I'm using the standard out-of-the-box aspnet membership provider, and I have the following settings in the web.config:
<anonymousIdentification enabled="false"/>
<authentication mode="Forms">
<forms cookieless="AutoDetect" loginUrl="~/XXXX.aspx" name="XXXXAuth" slidingExpiration="true" timeout="432000"/>
</authentication>
...
<membership defaultProvider="XXXMembershipProvider">
<providers>
<add name="XXXMembershipProvider" type="System.Web.Security.SqlMembershipProvider" applicationName="XXX" connectionStringName="XXX" enablePasswordRetrieval="false" enablePasswordReset="true" requiresQuestionAndAnswer="false" requiresUniqueEmail="true" minRequiredPasswordLength="5" minRequiredNonalphanumericCharacters="0" passwordFormat="Hashed" maxInvalidPasswordAttempts="5" passwordAttemptWindow="10" passwordStrengthRegularExpression=""/>
</providers>
</membership>
Today I have had an issue where a user has reported that they went to log-in and noticed that the site was saying they were already logged-in.... as a completely different user.
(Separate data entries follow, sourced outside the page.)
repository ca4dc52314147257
pub mod adapters;
pub mod config;
pub mod controllers;
pub mod core;
pub mod input;
pub mod presenters;

pub use config::explorer_config::ExplorerConfig;
pub use controllers::explorer::{ExplorerSession, PresentationSurface, ViewerEvent, run_viewer};
pub use input::cli::commands::run_headless::RunHeadlessCommand;
pub use input::cli::startup::{config_from_command_line, report_startup_error};
pub use presenters::file::ppm::PpmFilePresenter;

#[cfg(feature = "gui")]
pub use input::gui::run_gui::RunGuiCommand;
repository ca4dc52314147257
pub mod colour;
pub mod complex;
pub mod frame_buffer;
pub mod point;
pub mod resolution;
pub mod viewport;
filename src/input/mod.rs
//! Input adapters: turn command lines and windows into explorer runs.

pub mod build_session;
pub mod cli;
#[cfg(feature = "gui")]
pub mod gui;
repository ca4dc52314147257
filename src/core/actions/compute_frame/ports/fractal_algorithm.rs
use crate::core::data::complex::Complex;

/// Escape-time kernel evaluated once per pixel.
///
/// Implementations must be pure: workers call `evaluate` concurrently
/// without synchronisation.
pub trait FractalAlgorithm {
    /// Upper bound of [`FractalAlgorithm::evaluate`]; reaching it means the
    /// point is treated as inside the set.
    fn max_iterations(&self) -> u32;

    fn evaluate(&self, c: Complex) -> u32;
}
use std::error::Error;
use std::fmt;

use crate::controllers::explorer::events::ViewerEvent;
use crate::core::actions::compute_frame::errors::ComputeFrameError;
use crate::core::actions::compute_frame::ports::frame_compute::FrameCompute;
use crate::core::actions::compute_frame::report::FrameReport;
use crate::core::actions::zoom_viewport::zoom_viewport::{
    ZoomDirection, ZoomViewportError, zoom_viewport,
};
use crate::core::data::frame_buffer::FrameBuffer;
use crate::core::data::point::Point;
use crate::core::data::viewport::Viewport;

#[derive(Debug, Copy, Clone, PartialEq, Eq)]
pub enum SessionState {
    /// Frame on display, waiting for input.
    Idle,
    /// A compute cycle is running; no input is dispatched.
    Computing,
}

#[derive(Debug)]
pub enum SessionError {
    Compute(ComputeFrameError),
    Zoom(ZoomViewportError),
}

impl fmt::Display for SessionError {
    fn fmt(&self, f: &mut fmt::Formatter<'_>) -> fmt::Result {
        match self {
            Self::Compute(err) => write!(f, "compute error: {}", err),
            Self::Zoom(err) => write!(f, "zoom error: {}", err),
        }
    }
}

impl Error for SessionError {
    fn source(&self) -> Option<&(dyn Error + 'static)> {
        match self {
            Self::Compute(err) => Some(err),
            Self::Zoom(err) => Some(err),
        }
    }
}

impl From<ComputeFrameError> for SessionError {
    fn from(err: ComputeFrameError) -> Self {
        Self::Compute(err)
    }
}

impl From<ZoomViewportError> for SessionError {
    fn from(err: ZoomViewportError) -> Self {
        Self::Zoom(err)
    }
}

#[derive(Debug, PartialEq)]
pub enum SessionOutcome {
    /// A new frame was computed and should be presented.
    Recomputed(FrameReport),
    Ignored,
    Quit,
}

/// One viewing session: the current viewport, the frame buffer reused by
/// every cycle and the strategy that fills it.
///
/// Every cycle runs under `&mut self`, so a second cycle can never start
/// before the first has returned.
pub struct ExplorerSession {
    viewport: Viewport,
    frame: FrameBuffer,
    compute: Box<dyn FrameCompute>,
    state: SessionState,
    cycles: u64,
}

impl ExplorerSession {
    pub fn new(viewport: Viewport, frame: FrameBuffer, compute: Box<dyn FrameCompute>) -> Self {
        Self {
            viewport,
            frame,
            compute,
            state: SessionState::Idle,
            cycles: 0,
        }
    }

    #[must_use]
    pub fn viewport(&self) -> Viewport {
        self.viewport
    }

    #[must_use]
    pub fn frame(&self) -> &FrameBuffer {
        &self.frame
    }

    #[must_use]
    pub fn state(&self) -> SessionState {
        self.state
    }

    #[must_use]
    pub fn cycles(&self) -> u64 {
        self.cycles
    }

    #[must_use]
    pub fn compute(&self) -> &dyn FrameCompute {
        self.compute.as_ref()
    }

    /// Recomputes the whole frame for the current viewport.
    pub fn recompute(&mut self) -> Result<FrameReport, SessionError> {
        self.state = SessionState::Computing;
        let result = self.compute.compute(self.viewport, &mut self.frame);
        self.state = SessionState::Idle;

        let report = result?;
        self.cycles += 1;
        Ok(report)
    }

    /// Zooms about the clicked pixel and recomputes. The viewport is only
    /// replaced when both the zoom and the recompute succeed.
    pub fn on_click(
        &mut self,
        click: Point,
        direction: ZoomDirection,
    ) -> Result<FrameReport, SessionError> {
        let zoomed = zoom_viewport(self.viewport, self.frame.resolution(), click, direction)?;
        let previous = std::mem::replace(&mut self.viewport, zoomed);

        self.recompute().inspect_err(|_| self.viewport = previous)
    }

    pub fn handle_event(&mut self, event: ViewerEvent) -> Result<SessionOutcome, SessionError> {
        match event {
            ViewerEvent::Quit => Ok(SessionOutcome::Quit),
            ViewerEvent::PointerClick { x, y, button } => match button.zoom_direction() {
                Some(direction) => self
                    .on_click(Point { x, y }, direction)
                    .map(SessionOutcome::Recomputed),
                None => Ok(SessionOutcome::Ignored),
            },
        }
    }
}
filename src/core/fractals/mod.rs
pub mod mandelbrot;
use crate::core::actions::compute_frame::errors::ComputeFrameError;
use crate::core::actions::compute_frame::report::FrameReport;
use crate::core::data::frame_buffer::FrameBuffer;
use crate::core::data::viewport::Viewport;
use crate::core::util::stripe_rows::WorkerCount;

/// One synchronous compute cycle: on return every cell of `frame` holds the
/// colour of `viewport` at that pixel and all workers have finished.
pub trait FrameCompute: Send {
    fn workers(&self) -> WorkerCount;

    fn display_name(&self) -> &str;

    fn compute(
        &self,
        viewport: Viewport,
        frame: &mut FrameBuffer,
    ) -> Result<FrameReport, ComputeFrameError>;
}
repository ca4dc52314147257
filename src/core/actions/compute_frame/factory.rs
use std::error::Error;
use std::fmt;
use std::str::FromStr;

use crate::core::actions::compute_frame::compute_frame_rayon_pool::RayonPoolFrameCompute;
use crate::core::actions::compute_frame::compute_frame_scoped_threads::ScopedThreadsFrameCompute;
use crate::core::actions::compute_frame::errors::ComputeFrameError;
use crate::core::actions::compute_frame::ports::frame_compute::FrameCompute;
use crate::core::fractals::mandelbrot::algorithm::MandelbrotAlgorithm;
use crate::core::fractals::mandelbrot::colour_map::MandelbrotColourMap;
use crate::core::util::stripe_rows::WorkerCount;

#[derive(Debug, Clone, PartialEq, Eq)]
pub struct UnknownScheduler(pub String);

impl fmt::Display for UnknownScheduler {
    fn fmt(&self, f: &mut fmt::Formatter<'_>) -> fmt::Result {
        write!(f, "unknown scheduler '{}', expected one of: scoped, pool", self.0)
    }
}

impl Error for UnknownScheduler {}

/// How the workers of a compute cycle are run.
#[derive(Debug, Clone, Copy, PartialEq, Eq, Default)]
pub enum Scheduler {
    /// OS threads spawned at the start of every cycle and joined at its end.
    #[default]
    ScopedThreads,
    /// A rayon pool built once and reused by every cycle.
    RayonPool,
}

impl FromStr for Scheduler {
    type Err = UnknownScheduler;

    fn from_str(s: &str) -> Result<Self, Self::Err> {
        match s.trim().to_ascii_lowercase().as_str() {
            "scoped" => Ok(Self::ScopedThreads),
            "pool" => Ok(Self::RayonPool),
            _ => Err(UnknownScheduler(s.to_string())),
        }
    }
}

pub fn frame_compute_factory(
    scheduler: Scheduler,
    workers: WorkerCount,
    algorithm: MandelbrotAlgorithm,
    colour_map: Box<dyn MandelbrotColourMap>,
) -> Result<Box<dyn FrameCompute>, ComputeFrameError> {
    Ok(match scheduler {
        Scheduler::ScopedThreads => Box::new(ScopedThreadsFrameCompute::new(
            workers, algorithm, colour_map,
        )),
        Scheduler::RayonPool => Box::new(RayonPoolFrameCompute::new(
            workers, algorithm, colour_map,
        )?),
    })
}
use criterion::{BenchmarkId, Criterion, black_box, criterion_group, criterion_main};

use mandelbrot_explorer::core::actions::compute_frame::factory::{
    Scheduler, frame_compute_factory,
};
use mandelbrot_explorer::core::data::frame_buffer::FrameBuffer;
use mandelbrot_explorer::core::data::resolution::Resolution;
use mandelbrot_explorer::core::data::viewport::Viewport;
use mandelbrot_explorer::core::fractals::mandelbrot::algorithm::MandelbrotAlgorithm;
use mandelbrot_explorer::core::fractals::mandelbrot::colour_maps::factory::mandelbrot_colour_map_factory;
use mandelbrot_explorer::core::fractals::mandelbrot::colour_maps::kinds::MandelbrotColourMapKind;
use mandelbrot_explorer::core::util::stripe_rows::WorkerCount;

const SIZE: u32 = 256;
const MAX_ITERATIONS: u32 = 256;
const WORKER_COUNTS: [u32; 4] = [1, 2, 4, 8];

fn bench_compute_frame(c: &mut Criterion) {
    let viewport = Viewport::new(-2.0, 1.0, -1.5, 1.5).unwrap();
    let algorithm = MandelbrotAlgorithm::new(MAX_ITERATIONS).unwrap();
    let mut group = c.benchmark_group("compute_frame");

    for (scheduler, label) in [
        (Scheduler::ScopedThreads, "scoped"),
        (Scheduler::RayonPool, "pool"),
    ] {
        for workers in WORKER_COUNTS {
            let compute = frame_compute_factory(
                scheduler,
                WorkerCount::new(workers).unwrap(),
                algorithm,
                mandelbrot_colour_map_factory(MandelbrotColourMapKind::default(), MAX_ITERATIONS),
            )
            .unwrap();
            let mut frame = FrameBuffer::try_new(Resolution::new(SIZE).unwrap()).unwrap();

            group.bench_with_input(BenchmarkId::new(label, workers), &workers, |b, _| {
                b.iter(|| {
                    let report = compute.compute(black_box(viewport), &mut frame).unwrap();
                    black_box(report);
                });
            });
        }
    }

    group.finish();
}

criterion_group!(benches, bench_compute_frame);
criterion_main!(benches);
After contacting both users, it turns out neither accesses the site from a shared computer. Neither account's data shows any sign of being "hacked" in the database.
The is hosted on two web servers behind a load balancer. The database architecture is one server for reads, one for writes with replication keeping them in sync.
Does anyone know what might have occured to cause this?